To assist his work, Bryson has a committee of 15 tech-savvy judges to push the bounds of innovation for district, appellate and bankruptcy courts nationwide. The Judicial Conference Committee on IT is chaired by U.S. District Judge James Robertson.

"We have more and more judges involved in our case-management system," Bryson said. "And what we're finding is that they are thinking of even better, more innovative ways of using the system to provide the functionality they need. You don't typically think of judges as being into that sort of thing."

He and Robertson meet every Monday morning via a videoconference from the judge's chambers. Bryson meets with the entire committee a few times a year.

Robertson said that Bryson communicates extensively with his court staff to improve IT and with judges to chart a long-term strategy for the courts' IT.

"As a result," Robertson wrote in an

e-mail message, "we have a very robust and successful IT program and look forward to continuing to meet the emerging needs of the courts." They have focused their joint efforts on the case management and electronic filing system and the Federal Law Clerk Information System.

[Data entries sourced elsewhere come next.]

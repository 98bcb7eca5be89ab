//! Wallet Guard Binary
//!
//! Runs the guard service and offers a few helpers to operate it.

use std::sync::Arc;

use anyhow::{anyhow, Context, Result};
use clap::{Args, Parser, Subcommand};
use tracing::{debug, info};
#[cfg(feature = "mocks")]
use wallet_guard_lib::data::registry::MockRegistry;
use wallet_guard_lib::{
    api::create_app,
    auth::{parse_address, Wallet},
    client::GuardClient,
    config::Config,
    data::registry::{AuthorizationRegistry, ContractRegistryBuilder},
    log::initialize_logging,
    services::Services,
};

#[derive(Parser, Debug)]
#[command(name = "guard")]
#[command(about = "Wallet Guard: wallet based authentication service", long_about = None)]
struct Cli {
    #[command(subcommand)]
    command: Command,
}

#[derive(Subcommand, Debug)]
enum Command {
    /// Run the guard service
    Serve(ConfigArgs),

    /// Generate a new wallet and print its address and secret key
    Wallet,

    /// Ask the registry whether an address is authorized
    IsAuthorized {
        #[command(flatten)]
        config: ConfigArgs,

        /// Address to look up
        #[arg(long)]
        user: String,
    },

    /// Log in to a running guard and fetch the protected resource
    Login {
        /// Base URL of the guard
        #[arg(long, default_value = "http://127.0.0.1:5000")]
        url: String,

        /// Hex encoded private key of the wallet to log in with
        #[arg(long, env = "GUARD_WALLET_KEY")]
        key: String,
    },
}

#[derive(Args, Debug)]
struct ConfigArgs {
    /// Config file path
    #[arg(short, long)]
    config: Option<String>,

    /// Override server host
    #[arg(long)]
    host: Option<String>,

    /// Override server port
    #[arg(short, long)]
    port: Option<u16>,

    /// Override registry RPC URL
    #[arg(long)]
    rpc_url: Option<String>,

    /// Override registry contract address
    #[arg(long)]
    contract_address: Option<String>,

    /// Override the token signing key
    #[arg(long, env = "GUARD_SIGNING_KEY", hide_env_values = true)]
    signing_key: Option<String>,
}

#[tokio::main]
async fn main() -> Result<()> {
    let cli = Cli::parse();

    match cli.command {
        Command::Serve(args) => serve(args).await,
        Command::Wallet => {
            let wallet = Wallet::random();
            println!("address: {}", wallet.address().to_checksum(None));
            println!("secret:  {}", wallet.secret_hex());
            Ok(())
        }
        Command::IsAuthorized { config, user } => is_authorized(config, &user).await,
        Command::Login { url, key } => login(&url, &key).await,
    }
}

async fn serve(args: ConfigArgs) -> Result<()> {
    let config = load_config(args)?;
    initialize_logging(config.log_format);

    info!("Starting Wallet Guard");

    config.validate().context("Invalid configuration")?;

    let registry = create_registry(&config)?;
    let services = Services::new(&config, registry).context("Failed to create services")?;
    info!(issuer = %services.auth.issuer_address(), "Tokens will be signed by the configured wallet");

    let app = create_app(services);
    let listener = tokio::net::TcpListener::bind((config.host.as_str(), config.port))
        .await
        .context("Failed to bind TCP listener")?;

    info!("Server listening on http://{}:{}", config.host, config.port);

    axum::serve(listener, app).await.context("Server error")?;

    Ok(())
}

async fn is_authorized(args: ConfigArgs, user: &str) -> Result<()> {
    let config = load_config(args)?;
    initialize_logging(config.log_format);

    let address = parse_address(user).map_err(|e| anyhow!("Invalid user address: {e}"))?;
    let registry = create_registry(&config)?;

    let authorized = registry
        .is_authorized(&address)
        .await
        .context("Registry lookup failed")?;

    println!("{}: {authorized}", address.to_checksum(None));
    Ok(())
}

async fn login(url: &str, key: &str) -> Result<()> {
    let wallet = Wallet::from_hex(key).map_err(|_| anyhow!("Invalid wallet key"))?;
    let client = GuardClient::new(url);

    let token = client
        .authenticate(&wallet)
        .await
        .context("Authentication failed")?;
    println!("token: {token}");

    let protected = client
        .fetch_protected(&token)
        .await
        .context("Failed to fetch the protected resource")?;
    println!("{}", protected.message);

    Ok(())
}

fn load_config(args: ConfigArgs) -> Result<Config> {
    let mut config = match args.config {
        Some(path) => Config::from_file(&path)
            .with_context(|| format!("Failed to read config file: {}", path))?,
        None => {
            debug!("No config file specified, using defaults");
            Config::default()
        }
    };

    // Apply CLI overrides
    if let Some(host) = args.host {
        config.host = host;
    }
    if let Some(port) = args.port {
        config.port = port;
    }
    if let Some(rpc_url) = args.rpc_url {
        config.registry.rpc_url = rpc_url;
    }
    if let Some(contract_address) = args.contract_address {
        config.registry.contract_address = contract_address;
    }
    if let Some(signing_key) = args.signing_key {
        config.auth.signing_key = signing_key;
    }

    Ok(config)
}

fn create_registry(config: &Config) -> Result<Arc<dyn AuthorizationRegistry>> {
    #[cfg(feature = "mocks")]
    {
        if config.registry.mock_mode {
            info!("Using mock registry (mock_mode enabled)");
            return Ok(Arc::new(MockRegistry::new()));
        }
    }

    let contract = parse_address(&config.registry.contract_address)
        .map_err(|_| anyhow!("Invalid registry contract address"))?;
    let mut builder = ContractRegistryBuilder::new(config.registry.rpc_url.clone(), contract);
    if let Some(timeout) = config.registry.timeout_secs {
        builder = builder.timeout_secs(timeout);
    }

    let registry = builder
        .build()
        .context("Failed to create registry client")?;

    info!(rpc_url = %config.registry.rpc_url, contract = %contract, "Using registry contract");
    Ok(Arc::new(registry))
}
//! API module for the wallet guard

pub mod handlers;
pub mod routes;

use axum::{
    http::{
        header::{ACCEPT, AUTHORIZATION, CONTENT_TYPE},
        Method,
    },
    Router,
};
use tower_http::{cors::CorsLayer, trace::TraceLayer};

use crate::services::Services;

/// Creates the axum application with all routes and middleware
pub fn create_app(services: Services) -> Router {
    let router = routes::routes(services);

    // Add CORS layer for permissive access
    let cors = CorsLayer::new()
        .allow_origin(tower_http::cors::Any)
        .allow_methods([Method::GET, Method::POST])
        .allow_headers([AUTHORIZATION, CONTENT_TYPE, ACCEPT])
        .allow_credentials(false);

    router.layer(cors).layer(TraceLayer::new_for_http())
}

#[cfg(all(test, feature = "mocks"))]
/// Create a test application
///
/// This function creates a test application with mock services.
pub fn mock_app() -> Router {
    let services = Services::mocks();
    create_app(services)
}
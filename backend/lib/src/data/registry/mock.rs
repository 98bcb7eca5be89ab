//! Mock registry implementation for testing
//!
//! Keeps the set of authorized addresses in memory and can simulate the
//! registry being unreachable.

use std::collections::HashSet;

use alloy_core::primitives::Address;
use async_trait::async_trait;
use tokio::sync::RwLock;

use super::{AuthorizationRegistry, RegistryError, RegistryResult};

/// Error simulation modes for testing
#[derive(Debug, Clone, PartialEq, Eq, Default)]
pub enum ErrorMode {
    /// No errors - lookups answer from the in-memory set
    #[default]
    None,
    /// Simulate the node not answering in time
    Timeout,
    /// Simulate transport error
    TransportError(String),
    /// Simulate a reverted call
    RpcError(String),
}

/// In-memory registry
#[derive(Default)]
pub struct MockRegistry {
    authorized: RwLock<HashSet<Address>>,
    error_mode: RwLock<ErrorMode>,
}

impl MockRegistry {
    pub fn new() -> Self {
        Self::default()
    }

    /// Create a registry that already authorizes the given addresses
    pub fn with_authorized(addresses: impl IntoIterator<Item = Address>) -> Self {
        Self {
            authorized: RwLock::new(addresses.into_iter().collect()),
            error_mode: RwLock::default(),
        }
    }

    pub async fn authorize(&self, address: Address) {
        self.authorized.write().await.insert(address);
    }

    pub async fn revoke(&self, address: &Address) {
        self.authorized.write().await.remove(address);
    }

    /// Set the error simulation mode
    pub async fn set_error_mode(&self, mode: ErrorMode) {
        *self.error_mode.write().await = mode;
    }

    /// Shorthand for toggling a transport failure
    pub async fn set_unreachable(&self, unreachable: bool) {
        let mode = if unreachable {
            ErrorMode::TransportError("connection refused".to_string())
        } else {
            ErrorMode::None
        };
        self.set_error_mode(mode).await;
    }
}

#[async_trait]
impl AuthorizationRegistry for MockRegistry {
    async fn is_authorized(&self, address: &Address) -> RegistryResult<bool> {
        match self.error_mode.read().await.clone() {
            ErrorMode::None => {}
            ErrorMode::Timeout => return Err(RegistryError::Timeout),
            ErrorMode::TransportError(msg) => return Err(RegistryError::Transport(msg)),
            ErrorMode::RpcError(msg) => return Err(RegistryError::Rpc(msg)),
        }

        Ok(self.authorized.read().await.contains(address))
    }
}
use std::str::FromStr;

use alloy_core::primitives::Address;

use super::AuthError;

/// Parses a wallet address, accepting any letter case.
///
/// The address must be:
///
/// * prefixed with `0x`
/// * 42 characters long (0x + 20 bytes)
/// * made only of ascii hex digits after the prefix
///
/// The checksum of mixed-case input is not enforced; callers render the
/// canonical form with [`checksummed`].
pub fn parse_address(address: &str) -> Result<Address, AuthError> {
    if !is_address(address) {
        return Err(AuthError::InvalidSubject(format!(
            "'{address}' is not a valid Ethereum address"
        )));
    }

    Address::from_str(address).map_err(|e| AuthError::InvalidSubject(e.to_string()))
}

/// Returns whether `address` has the shape of a wallet address
pub fn is_address(address: &str) -> bool {
    address.len() == 42
        && address.starts_with("0x")
        && address[2..].chars().all(|c| c.is_ascii_hexdigit())
}

/// EIP-55 checksummed rendering of `address`
pub fn checksummed(address: &Address) -> String {
    address.to_checksum(None)
}
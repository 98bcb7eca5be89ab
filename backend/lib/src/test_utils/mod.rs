//! Helpers shared by unit and integration tests

pub mod auth;
//! Wallet keys and EIP-191 personal-message signatures
//!
//! Every signature handled by the guard is a 65 bytes recoverable secp256k1
//! signature (`r || s || v`) over the EIP-191 hash of the signed bytes.

use std::fmt;

use alloy_core::primitives::{eip191_hash_message, Address};
use alloy_signer::{
    k256::ecdsa::{RecoveryId, Signature, SigningKey, VerifyingKey},
    utils::public_key_to_address,
};

use super::AuthError;

/// Length in bytes of a recoverable signature
pub const SIGNATURE_LENGTH: usize = 65;

/// Offset added to the recovery id by Ethereum wallets
const LEGACY_V_OFFSET: u8 = 27;

/// A secp256k1 key pair identified by its Ethereum address
#[derive(Clone)]
pub struct Wallet {
    signing_key: SigningKey,
    address: Address,
}

impl fmt::Debug for Wallet {
    fn fmt(&self, f: &mut fmt::Formatter<'_>) -> fmt::Result {
        f.debug_struct("Wallet")
            .field("address", &self.address)
            .finish_non_exhaustive()
    }
}

impl Wallet {
    /// Generate a new random wallet
    pub fn random() -> Self {
        Self::from_signing_key(SigningKey::random(&mut rand::thread_rng()))
    }

    pub fn from_signing_key(signing_key: SigningKey) -> Self {
        let address = public_key_to_address(signing_key.verifying_key());
        Self {
            signing_key,
            address,
        }
    }

    /// Load a wallet from a hex encoded private key, with or without `0x` prefix
    pub fn from_hex(secret: &str) -> Result<Self, AuthError> {
        let bytes = hex::decode(strip_hex_prefix(secret.trim()))
            .map_err(|_| AuthError::Signing("private key is not valid hex".to_string()))?;

        SigningKey::from_slice(&bytes)
            .map(Self::from_signing_key)
            .map_err(|_| AuthError::Signing("private key is not a valid secp256k1 scalar".to_string()))
    }

    pub fn address(&self) -> Address {
        self.address
    }

    /// `0x` prefixed hex encoding of the private key
    pub fn secret_hex(&self) -> String {
        format!("0x{}", hex::encode(self.signing_key.to_bytes()))
    }

    /// Sign `message` following EIP-191 `personal_sign`
    ///
    /// The recovery byte uses the `27/28` convention of Ethereum wallets.
    pub fn sign(&self, message: &[u8]) -> Result<[u8; SIGNATURE_LENGTH], AuthError> {
        let message_hash = eip191_hash_message(message);
        let (signature, recovery_id) = self
            .signing_key
            .sign_prehash_recoverable(message_hash.as_slice())
            .map_err(|e| AuthError::Signing(e.to_string()))?;

        let mut bytes = [0u8; SIGNATURE_LENGTH];
        bytes[..64].copy_from_slice(&signature.to_bytes());
        bytes[64] = recovery_id.to_byte() + LEGACY_V_OFFSET;

        Ok(bytes)
    }

    /// Same as [`Wallet::sign`], hex encoded with a `0x` prefix
    pub fn sign_hex(&self, message: &[u8]) -> Result<String, AuthError> {
        self.sign(message)
            .map(|signature| format!("0x{}", hex::encode(signature)))
    }
}

/// Recover the address that produced `signature` over `message`
///
/// Accepts both the raw (`0/1`) and the legacy (`27/28`) recovery byte.
pub fn recover_address(message: &[u8], signature: &[u8]) -> Result<Address, SignatureError> {
    if signature.len() != SIGNATURE_LENGTH {
        return Err(SignatureError::Length(signature.len()));
    }

    let v = match signature[64] {
        v @ (0 | 1) => v,
        v @ (27 | 28) => v - LEGACY_V_OFFSET,
        v => return Err(SignatureError::RecoveryId(v)),
    };
    let recovery_id = RecoveryId::from_byte(v).ok_or(SignatureError::RecoveryId(v))?;
    let signature =
        Signature::from_slice(&signature[..64]).map_err(|_| SignatureError::Malformed)?;

    let message_hash = eip191_hash_message(message);
    let verifying_key =
        VerifyingKey::recover_from_prehash(message_hash.as_slice(), &signature, recovery_id)
            .map_err(|_| SignatureError::Unrecoverable)?;

    Ok(public_key_to_address(&verifying_key))
}

/// Decode a hex signature as produced by wallets (`0x` prefix optional)
pub fn decode_hex_signature(signature: &str) -> Result<Vec<u8>, SignatureError> {
    let bytes =
        hex::decode(strip_hex_prefix(signature.trim())).map_err(|_| SignatureError::Encoding)?;

    if bytes.len() != SIGNATURE_LENGTH {
        return Err(SignatureError::Length(bytes.len()));
    }

    Ok(bytes)
}

fn strip_hex_prefix(value: &str) -> &str {
    value
        .strip_prefix("0x")
        .or_else(|| value.strip_prefix("0X"))
        .unwrap_or(value)
}

/// Failure to turn signature bytes into a signer address
#[derive(Debug, Clone, PartialEq, Eq, thiserror::Error)]
pub enum SignatureError {
    #[error("signature is not valid hex")]
    Encoding,

    #[error("signature must be {SIGNATURE_LENGTH} bytes, got {0}")]
    Length(usize),

    #[error("invalid recovery id {0}")]
    RecoveryId(u8),

    #[error("malformed signature")]
    Malformed,

    #[error("signature does not recover to any public key")]
    Unrecoverable,
}

#[cfg(test)]
mod tests {
    use super::*;

    // Well-known development key (first Hardhat/Anvil account)
    const DEV_SECRET: &str = "0xac0974bec39a17e36ba4a6b4d238ff944bacb478cbed5efcae784d7bf4f2ff80";
    const DEV_ADDRESS: &str = "0xf39Fd6e51aad88F6F4ce6aB8827279cffFb92266";

    #[test]
    fn loads_known_key() {
        let wallet = Wallet::from_hex(DEV_SECRET).unwrap();
        assert_eq!(wallet.address().to_checksum(None), DEV_ADDRESS);
        assert_eq!(wallet.secret_hex(), DEV_SECRET);

        let unprefixed = Wallet::from_hex(&DEV_SECRET[2..]).unwrap();
        assert_eq!(unprefixed.address(), wallet.address());
    }

    #[test]
    fn rejects_bad_keys() {
        assert!(Wallet::from_hex("zz").is_err());
        assert!(Wallet::from_hex("0x00").is_err());
        // zero is not a valid scalar
        assert!(Wallet::from_hex(&format!("0x{}", "00".repeat(32))).is_err());
    }

    #[test]
    fn sign_then_recover() {
        let wallet = Wallet::random();
        let signature = wallet.sign(b"hello guard").unwrap();

        assert!(signature[64] == 27 || signature[64] == 28);
        assert_eq!(
            recover_address(b"hello guard", &signature).unwrap(),
            wallet.address()
        );
    }

    #[test]
    fn recovers_raw_recovery_id() {
        let wallet = Wallet::random();
        let mut signature = wallet.sign(b"raw v").unwrap();
        signature[64] -= LEGACY_V_OFFSET;

        assert_eq!(
            recover_address(b"raw v", &signature).unwrap(),
            wallet.address()
        );
    }

    #[test]
    fn other_message_recovers_other_address() {
        let wallet = Wallet::random();
        let signature = wallet.sign(b"original").unwrap();

        // recovery over different bytes yields some unrelated key, or fails outright
        match recover_address(b"tampered", &signature) {
            Ok(address) => assert_ne!(address, wallet.address()),
            Err(e) => assert_eq!(e, SignatureError::Unrecoverable),
        }
    }

    #[test]
    fn rejects_malformed_signatures() {
        assert_eq!(
            recover_address(b"msg", &[0u8; 64]),
            Err(SignatureError::Length(64))
        );

        let mut bad_v = [1u8; SIGNATURE_LENGTH];
        bad_v[64] = 5;
        assert_eq!(
            recover_address(b"msg", &bad_v),
            Err(SignatureError::RecoveryId(5))
        );

        assert_eq!(
            decode_hex_signature("not a signature"),
            Err(SignatureError::Encoding)
        );
        assert_eq!(decode_hex_signature("0xabcd"), Err(SignatureError::Length(2)));
    }

    #[test]
    fn hex_signature_roundtrip() {
        let wallet = Wallet::random();
        let hex_signature = wallet.sign_hex(b"payload").unwrap();

        let decoded = decode_hex_signature(&hex_signature).unwrap();
        assert_eq!(
            recover_address(b"payload", &decoded).unwrap(),
            wallet.address()
        );

        let decoded = decode_hex_signature(&hex_signature[2..]).unwrap();
        assert_eq!(
            recover_address(b"payload", &decoded).unwrap(),
            wallet.address()
        );
    }
}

The first program begun with bankruptcy courts in 2001, and is a newer version of the courts' aging electronic docketing and case-management systems. It makes case-file documents available electronically and allows courts to accept filings via the Internet. The system contains more than 14 million cases and is in use in 45 district courts, 73 bankruptcy courts, the Court of International Trade and the Court of Federal Claims.

The Federal Law Clerk Information System helps judges and law clerks fill positions by working with law schools to advertise for clerks. "Of course, both of these systems are relatively new, and there are many enhancements and improvements we will want to develop," Robertson said.


The Mel Bryson file

Work history: Assistant director of the Office of Information Technology at the Administrative Office of the U.S. Courts since 2000. He served as chief of the Technology Policy, Planning and Acquisitions Office within the Office of Information Technology at the administrative office. He has been involved in judiciary IT activities since November 1996. Before joining the budget division of the court system in May 1990, Bryson worked in several agencies, including financial management jobs at the Agriculture Department's Food and Nutrition Service. He also served as an analyst at the Office of Management and Budget.

Education: Law degree from George Washington University Law Center and bachelor's degree in accounting from the University of Utah.

Family: He and his wife have two grown sons.

Hobbies: He likes golf and outdoor activities. He recently read "The DaVinci Code" by Dan Brown. Bryson says he is not much of a movie person, but he most recently saw "Lord of the Rings: Return of the King." Television is more his style, specifically the History Channel.